The Design Museum is a 15-minute walk west, and Kensington Palace is walkable to the east. Kensington Church Street, running back toward the tube, has a solid range of cafés and restaurants at every price point.
This corner of London is one of the best half-days the city offers — unhurried, beautiful, and almost completely off the tourist trail. For more ideas on discovering the side of London that most visitors miss, this guide to hidden gardens and secret green spaces is a good place to start.
Is Leighton House Museum worth visiting in London?
Yes — it’s one of the most distinctive interiors in the city. The Arab Hall alone justifies the trip. Admission is around £12.50 and the visit typically takes 60 to 90 minutes. It is rarely crowded and genuinely unlike anything else in London.
How do I get to Leighton House Museum?
Take the Tube to High Street Kensington (District or Circle line), then walk south along Kensington Church Street and turn onto Holland Park Road. The house is at number 12, about a 10-minute walk from the station.

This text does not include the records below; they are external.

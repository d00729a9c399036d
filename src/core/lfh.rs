// Copyright (c) 2024 Harry [Majored] [hello@majored.pw]
// MIT License (https://github.com/Majored/rs-async-zip/blob/main/LICENSE)

use crate::core::{raw, GeneralPurposeFlags, NON_ZIP64_MAX_SIZE};
use crate::error::Result;
use crate::utils::FieldReader;

pub const SIGNATURE: u32 = 0x4034b50;

raw! {
    RawLocalFileHeader, SIGNATURE, {
        version_needed_to_extract, u16,
        general_purpose_flags, u16,
        compression_method, u16,
        last_mod_file_time, u16,
        last_mod_file_date, u16,
        crc_32, u32,
        compressed_size, u32,
        uncompressed_size, u32,
        file_name_length, u16,
        extra_field_length, u16
    }
}

impl RawLocalFileHeader {
    pub fn flags(&self) -> GeneralPurposeFlags {
        GeneralPurposeFlags(self.general_purpose_flags)
    }

    /// The combined length of the file name and extra field which follow this header.
    pub fn trailing_length(&self) -> usize {
        self.file_name_length as usize + self.extra_field_length as usize
    }

    /// Whether either size was deferred to a Zip64 extended information extra field.
    pub fn has_sentinel(&self) -> bool {
        self.compressed_size == NON_ZIP64_MAX_SIZE || self.uncompressed_size == NON_ZIP64_MAX_SIZE
    }
}

#[derive(Clone, Debug)]
pub struct LocalFileHeader<'a> {
    pub raw: RawLocalFileHeader,
    pub file_name: &'a [u8],
    pub extra_field: &'a [u8],
}

/// Decodes a local file header from the given bytes.
///
/// This function does so by:
/// - asserting the signature of the local file header
/// - decoding the raw local file header
/// - slicing the file name and extra field by their declared lengths
#[tracing::instrument(level = "trace", skip(bytes))]
pub fn decode(bytes: &[u8]) -> Result<LocalFileHeader<'_>> {
    let raw = RawLocalFileHeader::decode(bytes)?;
    let mut reader = FieldReader::new(&bytes[RawLocalFileHeader::LENGTH..]);

    let file_name = reader.take(raw.file_name_length as usize)?;
    let extra_field = reader.take(raw.extra_field_length as usize)?;

    Ok(LocalFileHeader { raw, file_name, extra_field })
}

/// Encodes a local file header.
///
/// This function does so by:
/// - encoding the signature and raw local file header
/// - appending the file name
/// - appending the extra field
pub fn encode(header: &LocalFileHeader) -> Vec<u8> {
    let mut bytes = header.raw.encode();
    bytes.extend_from_slice(header.file_name);
    bytes.extend_from_slice(header.extra_field);
    bytes
}
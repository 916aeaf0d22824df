//! Custom runtime for the echo services.
//!
//! Readiness-based I/O on mio (epoll on Linux, kqueue on macOS). Each worker
//! thread runs its own event loop and exclusively owns the connections it
//! accepted, so connection state needs no locking.
//!
//! - `stream`: TCP and Unix-domain stream sockets, one protocol session per
//!   connection
//! - `datagram`: UDP sockets echoing datagrams

pub mod connection;
pub mod datagram;
pub mod stream;

pub use connection::{Action, Conn, ConnBuffers, Session};

use crate::config::{Config, Transport};
use std::io;
use std::net::{SocketAddr, ToSocketAddrs};
use std::thread::JoinHandle;

/// Protocol spoken on stream connections.
#[derive(Debug, Clone, Copy, PartialEq, Eq)]
pub enum Protocol {
    Http,
    Echo,
}

/// Run the server variant selected by `config` until its workers exit.
pub fn run(config: Config) -> io::Result<()> {
    match config.transport {
        Transport::Http => stream::serve_http(&config),
        Transport::Unix => stream::serve_unix(&config),
        Transport::Udp => datagram::serve(&config),
    }
}

/// Resolve the configured host and port to a socket address.
pub(crate) fn resolve_addr(host: &str, port: u16) -> io::Result<SocketAddr> {
    (host, port).to_socket_addrs()?.next().ok_or_else(|| {
        io::Error::new(
            io::ErrorKind::InvalidInput,
            format!("no address for {host}:{port}"),
        )
    })
}

/// Wait for all workers.
pub(crate) fn join_workers(handles: Vec<JoinHandle<()>>) {
    for handle in handles {
        let _ = handle.join();
    }
}
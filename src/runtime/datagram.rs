//! mio event loop for UDP echo.
//!
//! Each datagram is sent back to its sender as soon as it is received.
//! A reply the socket cannot take right away is dropped, as UDP allows.

use crate::config::Config;
use crate::runtime::{join_workers, resolve_addr};
use mio::net::UdpSocket;
use mio::{Events, Interest, Poll, Token};
use std::io;
use std::net::SocketAddr;
use std::thread::{self, JoinHandle};
use tracing::{debug, error, info, trace};

const SOCKET_TOKEN: Token = Token(0);

/// Largest UDP payload.
const MAX_DATAGRAM: usize = 64 * 1024;

/// Run the UDP echo server.
pub fn serve(config: &Config) -> io::Result<()> {
    let workers = config.workers();
    let addr = resolve_addr(&config.host, config.port)?;
    let sockets = bind(addr, workers, config.reuseport)?;

    info!(
        workers,
        addr = %addr,
        multicore = config.multicore,
        reuseport = config.reuseport,
        "UDP echo server listening"
    );

    let handles = spawn_workers(sockets, config.batch_size)?;
    join_workers(handles);
    Ok(())
}

/// Bind the sockets the workers read from.
///
/// With `reuseport` every worker gets its own SO_REUSEPORT socket and the
/// kernel spreads datagrams between them. Otherwise one socket is bound and
/// shared by all workers.
pub fn bind(addr: SocketAddr, workers: usize, reuseport: bool) -> io::Result<Vec<UdpSocket>> {
    let first = create_socket(addr, reuseport)?;
    let addr = first.local_addr()?;

    let mut sockets = Vec::with_capacity(workers);
    for _ in 1..workers {
        let socket = if reuseport {
            create_socket(addr, true)?
        } else {
            first.try_clone()?
        };
        sockets.push(UdpSocket::from_std(socket));
    }
    sockets.insert(0, UdpSocket::from_std(first));
    Ok(sockets)
}

/// Start one worker thread per socket.
pub fn spawn_workers(sockets: Vec<UdpSocket>, batch_size: usize) -> io::Result<Vec<JoinHandle<()>>> {
    sockets
        .into_iter()
        .enumerate()
        .map(|(worker_id, socket)| {
            thread::Builder::new()
                .name(format!("worker-{worker_id}"))
                .spawn(move || {
                    if let Err(e) = worker_loop(worker_id, socket, batch_size) {
                        error!(worker = worker_id, error = %e, "Worker failed");
                    }
                })
        })
        .collect()
}

fn worker_loop(worker_id: usize, mut socket: UdpSocket, batch_size: usize) -> io::Result<()> {
    let mut poll = Poll::new()?;
    let mut events = Events::with_capacity(batch_size);
    poll.registry()
        .register(&mut socket, SOCKET_TOKEN, Interest::READABLE)?;

    let mut buf = vec![0u8; MAX_DATAGRAM];

    info!(worker = worker_id, "Worker started");

    loop {
        if let Err(e) = poll.poll(&mut events, None) {
            if e.kind() == io::ErrorKind::Interrupted {
                continue;
            }
            return Err(e);
        }

        for event in events.iter() {
            if event.token() == SOCKET_TOKEN {
                echo_datagrams(&socket, &mut buf);
            }
        }
    }
}

/// Echo datagrams until the socket has none left.
fn echo_datagrams(socket: &UdpSocket, buf: &mut [u8]) {
    loop {
        let (n, peer) = match socket.recv_from(buf) {
            Ok(received) => received,
            Err(ref e) if e.kind() == io::ErrorKind::WouldBlock => return,
            Err(ref e) if e.kind() == io::ErrorKind::Interrupted => continue,
            Err(e) => {
                debug!(error = %e, "Receive error");
                return;
            }
        };

        match socket.send_to(&buf[..n], peer) {
            Ok(_) => trace!(bytes = n, peer = %peer, "echoed datagram"),
            Err(ref e) if e.kind() == io::ErrorKind::WouldBlock => {
                trace!(bytes = n, peer = %peer, "dropped reply");
            }
            Err(e) => debug!(peer = %peer, error = %e, "Send error"),
        }
    }
}

/// Create a non-blocking UDP socket bound to `addr`.
fn create_socket(addr: SocketAddr, reuseport: bool) -> io::Result<std::net::UdpSocket> {
    let socket = socket2::Socket::new(
        socket2::Domain::for_address(addr),
        socket2::Type::DGRAM,
        Some(socket2::Protocol::UDP),
    )?;

    if reuseport {
        socket.set_reuse_port(true)?;
    }
    socket.set_reuse_address(true)?;
    socket.set_nonblocking(true)?;
    socket.bind(&addr.into())?;

    Ok(socket.into())
}

#[cfg(test)]
mod tests {
    use super::*;
    use std::time::Duration;

    fn client() -> std::net::UdpSocket {
        let client = std::net::UdpSocket::bind("127.0.0.1:0").unwrap();
        client
            .set_read_timeout(Some(Duration::from_secs(5)))
            .unwrap();
        client
    }

    #[test]
    fn test_bind_shared_socket() {
        let sockets = bind("127.0.0.1:0".parse().unwrap(), 3, false).unwrap();
        let addr = sockets[0].local_addr().unwrap();
        assert_eq!(sockets.len(), 3);
        assert!(sockets.iter().all(|s| s.local_addr().unwrap() == addr));
    }

    #[test]
    fn test_bind_reuseport_sockets() {
        let sockets = bind("127.0.0.1:0".parse().unwrap(), 2, true).unwrap();
        let port = sockets[0].local_addr().unwrap().port();
        assert_ne!(port, 0);
        assert_eq!(sockets[1].local_addr().unwrap().port(), port);
    }

    #[test]
    fn test_udp_echo() {
        let sockets = bind("127.0.0.1:0".parse().unwrap(), 1, false).unwrap();
        let addr = sockets[0].local_addr().unwrap();
        spawn_workers(sockets, 64).unwrap();

        let client = client();
        let mut buf = [0u8; 64];
        for payload in [&b"first datagram"[..], &b"second"[..]] {
            client.send_to(payload, addr).unwrap();
            let (n, from) = client.recv_from(&mut buf).unwrap();
            assert_eq!(from, addr);
            assert_eq!(&buf[..n], payload);
        }
    }
}
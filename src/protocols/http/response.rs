//! Fixed-shape response writer.

use bytes::BytesMut;
use chrono::{DateTime, Utc};

/// Value of the `Server` header.
pub const SERVER_NAME: &str = "echo-reactor";

/// RFC 1123 date format used by the `Date` header.
const DATE_FORMAT: &str = "%a, %d %b %Y %H:%M:%S GMT";

/// Source of the current time for the `Date` header.
pub trait Clock {
    fn now(&self) -> DateTime<Utc>;
}

/// Wall clock.
#[derive(Debug, Clone, Copy, Default)]
pub struct SystemClock;

impl Clock for SystemClock {
    fn now(&self) -> DateTime<Utc> {
        Utc::now()
    }
}

impl<F> Clock for F
where
    F: Fn() -> DateTime<Utc>,
{
    fn now(&self) -> DateTime<Utc> {
        self()
    }
}

/// Append a `200 OK` response echoing `body` to `out`.
///
/// A missing body is sent as `Content-Length: 0`.
pub fn write_response<C: Clock + ?Sized>(out: &mut BytesMut, body: Option<&[u8]>, clock: &C) {
    let body = body.unwrap_or_default();
    let date = clock.now().format(DATE_FORMAT).to_string();
    let length = body.len().to_string();

    out.reserve(128 + body.len());
    out.extend_from_slice(b"HTTP/1.1 200 OK\r\nServer: ");
    out.extend_from_slice(SERVER_NAME.as_bytes());
    out.extend_from_slice(b"\r\nContent-Type: text/plain\r\nDate: ");
    out.extend_from_slice(date.as_bytes());
    out.extend_from_slice(b"\r\nContent-Length: ");
    out.extend_from_slice(length.as_bytes());
    out.extend_from_slice(b"\r\n\r\n");
    out.extend_from_slice(body);
}
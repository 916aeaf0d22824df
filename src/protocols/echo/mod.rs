//! Raw byte echo protocol.
//!
//! Every byte received on a connection is written back unchanged:
//!
//! ```text
//! Request:  hello
//! Response: hello
//! ```
//!
//! Served on Unix-domain stream sockets. The UDP variant echoes whole
//! datagrams and lives in the datagram runtime.

pub mod handler;

pub use handler::on_traffic;
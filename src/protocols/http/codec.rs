//! Per-connection request framing state.

use super::chunked::{self, LAST_CHUNK};
use super::parser::{self, HeaderBlock, MAX_HEADERS};
use super::ParseError;
use bytes::BytesMut;
use std::borrow::Cow;

const CONTENT_LENGTH: &str = "Content-Length";
const TRANSFER_ENCODING: &str = "Transfer-Encoding";

/// A request framed at the start of a buffer.
#[derive(Debug, PartialEq, Eq)]
pub struct Request<'a> {
    /// Bytes of input making up the request, head and body.
    pub consumed: usize,
    /// Request body; borrowed from the input unless it had to be decoded.
    pub body: Option<Cow<'a, [u8]>>,
}

/// Result of one framing attempt.
#[derive(Debug)]
pub enum ParseResult<'a> {
    /// A complete request was framed.
    Complete(Request<'a>),
    /// Not enough bytes buffered to find the request boundary.
    Incomplete,
    /// The buffered bytes are not a valid request prefix.
    Error(ParseError),
}

/// HTTP codec attached to each connection.
///
/// Holds the content length resolved for the request being parsed and the
/// responses accumulated for the next write.
#[derive(Debug, Default)]
pub struct HttpCodec {
    content_length: Option<usize>,
    out: BytesMut,
}

impl HttpCodec {
    pub fn new() -> Self {
        Self::default()
    }

    /// Find the end of the next request in `buf` and extract its body.
    pub fn frame<'a>(&mut self, buf: &'a [u8]) -> ParseResult<'a> {
        let mut slots = [httparse::EMPTY_HEADER; MAX_HEADERS];
        let head = match parser::parse_header_block(buf, &mut slots) {
            Ok(Some(head)) => head,
            Ok(None) => return ParseResult::Incomplete,
            Err(e) => return ParseResult::Error(e),
        };
        let head_end = head.end();

        if let Some(len) = self.content_length(&head) {
            let Some(body_end) = head_end.checked_add(len) else {
                return ParseResult::Incomplete;
            };
            if buf.len() < body_end {
                return ParseResult::Incomplete;
            }
            return ParseResult::Complete(Request {
                consumed: body_end,
                body: Some(Cow::Borrowed(&buf[head_end..body_end])),
            });
        }

        if head.header(TRANSFER_ENCODING).is_some_and(parser::is_chunked) {
            let payload = &buf[head_end..];
            return match chunked::decode(payload) {
                Ok(Some(decoded)) => ParseResult::Complete(Request {
                    consumed: head_end + decoded.consumed,
                    body: Some(Cow::Owned(decoded.body)),
                }),
                Ok(None) => ParseResult::Incomplete,
                Err(source) => {
                    // Bad bytes run up to the first terminator, or to the end
                    // of what is buffered when none has arrived.
                    let end = chunked::find(payload, LAST_CHUNK)
                        .map_or(buf.len(), |idx| head_end + idx + LAST_CHUNK.len());
                    ParseResult::Error(ParseError::InvalidChunk { end, source })
                }
            };
        }

        ParseResult::Complete(Request {
            consumed: head_end,
            body: None,
        })
    }

    /// Content length of the request being parsed, resolved once per request.
    fn content_length(&mut self, head: &HeaderBlock<'_, '_>) -> Option<usize> {
        if self.content_length.is_none() {
            self.content_length = head
                .header(CONTENT_LENGTH)
                .and_then(|value| std::str::from_utf8(value.trim_ascii()).ok())
                .and_then(|value| value.parse().ok());
        }
        self.content_length
    }

    /// Forget the content length of the previous request.
    pub fn reset_parser(&mut self) {
        self.content_length = None;
    }

    /// Reset the parser and drop any accumulated output.
    pub fn reset(&mut self) {
        self.reset_parser();
        self.out.clear();
    }

    /// Responses accumulated since the last reset.
    pub fn output(&self) -> &[u8] {
        &self.out
    }

    pub(crate) fn output_mut(&mut self) -> &mut BytesMut {
        &mut self.out
    }
}

#[cfg(test)]
mod tests {
    use super::*;

    fn complete(result: ParseResult<'_>) -> Request<'_> {
        match result {
            ParseResult::Complete(request) => request,
            other => panic!("unexpected: {:?}", other),
        }
    }

    #[test]
    fn test_content_length_body() {
        let head = b"POST /echo HTTP/1.1\r\nHost: localhost\r\nContent-Length: 5\r\n\r\n";
        let mut buf = head.to_vec();
        buf.extend_from_slice(b"hello");
        buf.extend_from_slice(b"GET / HTTP/1.1\r\n\r\n");

        let mut codec = HttpCodec::new();
        let request = complete(codec.frame(&buf));
        assert_eq!(request.consumed, head.len() + 5);
        assert_eq!(request.body.as_deref(), Some(&b"hello"[..]));
        assert!(matches!(request.body, Some(Cow::Borrowed(_))));
    }

    #[test]
    fn test_content_length_body_incomplete() {
        let mut codec = HttpCodec::new();
        let result = codec.frame(b"POST / HTTP/1.1\r\nContent-Length: 10\r\n\r\nhello");
        assert!(matches!(result, ParseResult::Incomplete));
    }

    #[test]
    fn test_zero_content_length() {
        let buf = b"POST / HTTP/1.1\r\nContent-Length: 0\r\n\r\n";
        let mut codec = HttpCodec::new();
        let request = complete(codec.frame(buf));
        assert_eq!(request.consumed, buf.len());
        assert_eq!(request.body.as_deref(), Some(&b""[..]));
    }

    #[test]
    fn test_bodyless_request() {
        let buf = b"GET /index.html HTTP/1.1\r\nHost: localhost\r\n\r\n";
        let mut codec = HttpCodec::new();
        let request = complete(codec.frame(buf));
        assert_eq!(request.consumed, buf.len());
        assert_eq!(request.body, None);
    }

    #[test]
    fn test_incomplete_head() {
        let mut codec = HttpCodec::new();
        assert!(matches!(
            codec.frame(b"GET / HTTP/1.1\r\nHost: loc"),
            ParseResult::Incomplete
        ));
        assert!(matches!(codec.frame(b""), ParseResult::Incomplete));
    }

    #[test]
    fn test_malformed_head() {
        let mut codec = HttpCodec::new();
        assert!(matches!(
            codec.frame(b"NOT HTTP AT ALL\r\n\r\n"),
            ParseResult::Error(ParseError::Malformed(_))
        ));
    }

    #[test]
    fn test_invalid_content_length_is_ignored() {
        let buf = b"POST / HTTP/1.1\r\nContent-Length: -5\r\n\r\n";
        let mut codec = HttpCodec::new();
        let request = complete(codec.frame(buf));
        assert_eq!(request.consumed, buf.len());
        assert_eq!(request.body, None);
    }

    #[test]
    fn test_chunked_body() {
        let head = b"POST / HTTP/1.1\r\nTransfer-Encoding: chunked\r\n\r\n";
        let mut buf = head.to_vec();
        buf.extend_from_slice(b"5\r\nhello\r\n6\r\n world\r\n0\r\n\r\n");
        let len = buf.len();
        buf.extend_from_slice(b"GET / HTTP/1.1\r\n");

        let mut codec = HttpCodec::new();
        let request = complete(codec.frame(&buf));
        assert_eq!(request.consumed, len);
        assert_eq!(request.body.as_deref(), Some(&b"hello world"[..]));
    }

    #[test]
    fn test_chunked_body_incomplete() {
        let mut codec = HttpCodec::new();
        let result =
            codec.frame(b"POST / HTTP/1.1\r\nTransfer-Encoding: chunked\r\n\r\n5\r\nhello\r\n");
        assert!(matches!(result, ParseResult::Incomplete));
    }

    #[test]
    fn test_chunked_terminator_inside_data() {
        let mut codec = HttpCodec::new();
        let result = codec.frame(
            b"POST / HTTP/1.1\r\nTransfer-Encoding: chunked\r\n\r\n9\r\nab0\r\n\r\ncd\r\n",
        );
        assert!(matches!(result, ParseResult::Incomplete));
    }

    #[test]
    fn test_chunked_decode_error_reports_boundary() {
        let head = b"POST / HTTP/1.1\r\nTransfer-Encoding: chunked\r\n\r\n";
        let mut buf = head.to_vec();
        buf.extend_from_slice(b"xyz\r\nhello\r\n0\r\n\r\n");

        let mut codec = HttpCodec::new();
        match codec.frame(&buf) {
            ParseResult::Error(ParseError::InvalidChunk { end, .. }) => {
                assert_eq!(end, buf.len());
            }
            other => panic!("unexpected: {:?}", other),
        }
    }

    #[test]
    fn test_chunked_body_with_trailer() {
        let buf = b"POST / HTTP/1.1\r\nTransfer-Encoding: chunked\r\n\r\n\
                    3\r\nabc\r\n0\r\nExpires: never\r\n\r\n";
        let mut codec = HttpCodec::new();
        let request = complete(codec.frame(buf));
        assert_eq!(request.consumed, buf.len());
        assert_eq!(request.body.as_deref(), Some(&b"abc"[..]));
    }

    #[test]
    fn test_chunked_last_chunk_extension() {
        let buf = b"POST / HTTP/1.1\r\nTransfer-Encoding: chunked\r\n\r\n\
                    3\r\nabc\r\n0;x=y\r\n\r\n";
        let mut codec = HttpCodec::new();
        let request = complete(codec.frame(buf));
        assert_eq!(request.consumed, buf.len());
        assert_eq!(request.body.as_deref(), Some(&b"abc"[..]));
    }

    #[test]
    fn test_chunked_size_overflow_is_an_error() {
        let buf = b"POST / HTTP/1.1\r\nTransfer-Encoding: chunked\r\n\r\n\
                    ffffffffffffffec\r\n0\r\n\r\n";
        let mut codec = HttpCodec::new();
        match codec.frame(buf) {
            ParseResult::Error(ParseError::InvalidChunk { end, source }) => {
                assert_eq!(end, buf.len());
                assert_eq!(source, chunked::ChunkError::SizeOverflow);
            }
            other => panic!("unexpected: {:?}", other),
        }
    }

    #[test]
    fn test_chunked_error_without_terminator() {
        let buf = b"POST / HTTP/1.1\r\nTransfer-Encoding: chunked\r\n\r\nxyz\r\nhel";
        let mut codec = HttpCodec::new();
        match codec.frame(buf) {
            ParseResult::Error(ParseError::InvalidChunk { end, .. }) => {
                assert_eq!(end, buf.len());
            }
            other => panic!("unexpected: {:?}", other),
        }
    }

    #[test]
    fn test_content_length_wins_over_chunked() {
        let buf = b"POST / HTTP/1.1\r\nTransfer-Encoding: chunked\r\nContent-Length: 3\r\n\r\nabc";
        let mut codec = HttpCodec::new();
        let request = complete(codec.frame(buf));
        assert_eq!(request.consumed, buf.len());
        assert_eq!(request.body.as_deref(), Some(&b"abc"[..]));
    }

    #[test]
    fn test_cached_length_is_cleared_by_reset() {
        let first = b"POST / HTTP/1.1\r\nContent-Length: 5\r\n\r\nhello";
        let second = b"GET / HTTP/1.1\r\n\r\n";

        let mut codec = HttpCodec::new();
        assert_eq!(complete(codec.frame(first)).consumed, first.len());

        codec.reset_parser();
        let request = complete(codec.frame(second));
        assert_eq!(request.consumed, second.len());
        assert_eq!(request.body, None);
    }
}
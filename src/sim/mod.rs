pub mod conditions;
pub mod engine;
pub mod event;
pub mod flight_data;
pub mod integrator;
pub mod listener;
pub mod registry;
pub mod status;
pub mod warning;

pub use conditions::Conditions;
pub use engine::{SimulationEngine, SimulationSetup};
pub use event::{EventQueue, EventSource, FlightEvent, FlightEventKind};
pub use flight_data::{FlightData, FlightDataBranch, FlightSnapshot, FlightSummary, Sample, TerminationReason};
pub use integrator::{EulerStepper, Rk4Stepper, StepOutcome, Stepper};
pub use listener::{HookResult, SimulationListener};
pub use registry::{Registry, StrategySelection};
pub use status::{FlightConfiguration, SimulationStatus};
pub use warning::{Warning, WarningKind, WarningSet};
//! Mass calculator contract.

pub mod basic;

pub use basic::BasicMassCalculator;

use nalgebra::Matrix3;

use crate::error::ModelError;
use crate::sim::status::FlightConfiguration;
use crate::sim::warning::WarningSet;

/// Mass properties of the attached stack at one instant.
#[derive(Debug, Clone, Copy, PartialEq)]
pub struct MassData {
    pub mass: f64,            // kg
    pub cg: f64,              // m from the nose tip
    pub propellant_mass: f64, // kg, remaining in all attached motors
    /// Body-frame inertia tensor about the CG, kg·m².
    pub inertia: Matrix3<f64>,
}

impl MassData {
    pub fn longitudinal_inertia(&self) -> f64 {
        self.inertia[(0, 0)]
    }

    pub fn rotational_inertia(&self) -> f64 {
        self.inertia[(2, 2)]
    }
}

/// Computes mass, CG and inertia for a configuration at a given time.
///
/// Same purity rules as the aerodynamic calculator: repeated calls with the
/// same inputs give the same answer.
pub trait MassCalculator: Send + Sync {
    fn name(&self) -> &str;

    fn mass_data(
        &self,
        configuration: &FlightConfiguration,
        time: f64,
        warnings: &mut WarningSet,
    ) -> Result<MassData, ModelError>;
}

What is the Arab Hall at Leighton House?
The Arab Hall is a room at the heart of Leighton House designed to evoke an Islamic palace interior. It is decorated with antique tiles that Leighton collected from Syria, Egypt, Rhodes, and Persia over more than twenty years. It features a central pool, a gilded mosaic frieze, carved wooden screens, and stained-glass windows.
When is the best time to visit Leighton House?
Weekday mornings tend to be the quietest. The house is open Wednesday to Monday (closed Tuesday). If you’d like a guided tour, book in advance — they run on selected afternoons and provide significantly more context about each room and about Leighton’s remarkable life.
Most people who visit say they wish they had come sooner. It is one of those London places that, once you know about it, you wonder how you missed it for so long.